▸ Provided data
┄┄┄┄┄┄┄┄┄┄┄┄┄┄┄┄┄┄┄┄
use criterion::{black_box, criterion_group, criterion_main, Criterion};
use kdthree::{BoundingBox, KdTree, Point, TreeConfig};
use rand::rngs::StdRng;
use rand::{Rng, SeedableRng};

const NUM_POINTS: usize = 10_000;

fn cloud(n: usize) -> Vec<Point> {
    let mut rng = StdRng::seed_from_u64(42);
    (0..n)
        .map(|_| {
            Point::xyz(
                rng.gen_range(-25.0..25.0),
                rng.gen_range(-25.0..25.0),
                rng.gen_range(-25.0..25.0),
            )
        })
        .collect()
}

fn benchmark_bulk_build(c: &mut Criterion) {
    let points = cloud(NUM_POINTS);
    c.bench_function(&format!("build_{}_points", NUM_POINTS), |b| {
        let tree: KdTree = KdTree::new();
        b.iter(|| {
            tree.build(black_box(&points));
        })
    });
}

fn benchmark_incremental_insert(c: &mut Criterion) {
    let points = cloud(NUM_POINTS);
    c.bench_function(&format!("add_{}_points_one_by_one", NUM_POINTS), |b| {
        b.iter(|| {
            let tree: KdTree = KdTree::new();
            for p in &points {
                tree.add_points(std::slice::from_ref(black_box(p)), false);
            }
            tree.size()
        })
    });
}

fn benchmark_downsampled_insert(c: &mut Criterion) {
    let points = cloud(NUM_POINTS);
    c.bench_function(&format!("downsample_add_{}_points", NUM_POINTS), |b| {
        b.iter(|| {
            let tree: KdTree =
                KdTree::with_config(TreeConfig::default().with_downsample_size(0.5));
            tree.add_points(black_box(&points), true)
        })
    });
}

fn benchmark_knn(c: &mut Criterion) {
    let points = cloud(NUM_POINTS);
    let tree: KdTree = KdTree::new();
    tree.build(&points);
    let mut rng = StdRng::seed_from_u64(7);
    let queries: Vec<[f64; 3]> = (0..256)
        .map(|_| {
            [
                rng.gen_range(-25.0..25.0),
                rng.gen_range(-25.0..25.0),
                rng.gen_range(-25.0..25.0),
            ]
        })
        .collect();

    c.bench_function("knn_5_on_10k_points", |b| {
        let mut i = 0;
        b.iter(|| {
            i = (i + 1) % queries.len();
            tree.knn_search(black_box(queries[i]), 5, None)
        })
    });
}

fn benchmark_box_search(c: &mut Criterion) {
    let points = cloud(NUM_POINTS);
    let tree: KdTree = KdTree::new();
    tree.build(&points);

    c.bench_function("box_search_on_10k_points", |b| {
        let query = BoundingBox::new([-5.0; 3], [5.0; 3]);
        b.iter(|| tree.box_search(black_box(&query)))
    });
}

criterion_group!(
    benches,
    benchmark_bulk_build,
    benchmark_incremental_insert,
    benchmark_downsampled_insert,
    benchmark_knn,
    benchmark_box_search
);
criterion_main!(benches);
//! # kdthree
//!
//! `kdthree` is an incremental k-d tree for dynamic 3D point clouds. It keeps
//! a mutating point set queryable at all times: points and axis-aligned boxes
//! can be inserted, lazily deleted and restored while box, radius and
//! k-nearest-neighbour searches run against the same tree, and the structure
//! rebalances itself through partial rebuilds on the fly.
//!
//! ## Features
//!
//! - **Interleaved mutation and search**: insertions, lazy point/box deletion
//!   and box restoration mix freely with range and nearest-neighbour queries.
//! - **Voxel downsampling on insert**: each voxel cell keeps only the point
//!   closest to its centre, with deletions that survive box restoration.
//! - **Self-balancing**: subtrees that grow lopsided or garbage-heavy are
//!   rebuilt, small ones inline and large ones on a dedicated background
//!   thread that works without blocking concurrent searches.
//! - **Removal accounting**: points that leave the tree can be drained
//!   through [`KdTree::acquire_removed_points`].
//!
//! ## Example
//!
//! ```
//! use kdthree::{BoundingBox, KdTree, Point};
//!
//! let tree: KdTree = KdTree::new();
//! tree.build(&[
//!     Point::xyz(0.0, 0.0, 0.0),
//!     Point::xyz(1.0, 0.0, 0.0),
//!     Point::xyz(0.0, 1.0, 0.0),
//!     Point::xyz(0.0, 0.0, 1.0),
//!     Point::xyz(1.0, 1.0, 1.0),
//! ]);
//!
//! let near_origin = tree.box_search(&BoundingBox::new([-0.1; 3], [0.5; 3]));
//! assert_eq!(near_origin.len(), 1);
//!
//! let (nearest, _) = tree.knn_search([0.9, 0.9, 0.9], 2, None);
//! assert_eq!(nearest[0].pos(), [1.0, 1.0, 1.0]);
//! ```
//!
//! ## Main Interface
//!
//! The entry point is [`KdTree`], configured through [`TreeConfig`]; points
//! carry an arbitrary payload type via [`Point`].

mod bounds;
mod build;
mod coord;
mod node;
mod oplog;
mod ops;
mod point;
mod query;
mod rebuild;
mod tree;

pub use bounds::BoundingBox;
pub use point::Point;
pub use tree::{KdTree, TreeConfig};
┄┄┄┄┄┄┄┄┄┄┄┄┄┄┄┄┄┄┄┄
▸ Problem to solve
Look through the entries above for the word "neighbour". Say how many lines contain it, using only a number.

▸ Result of this exercise
2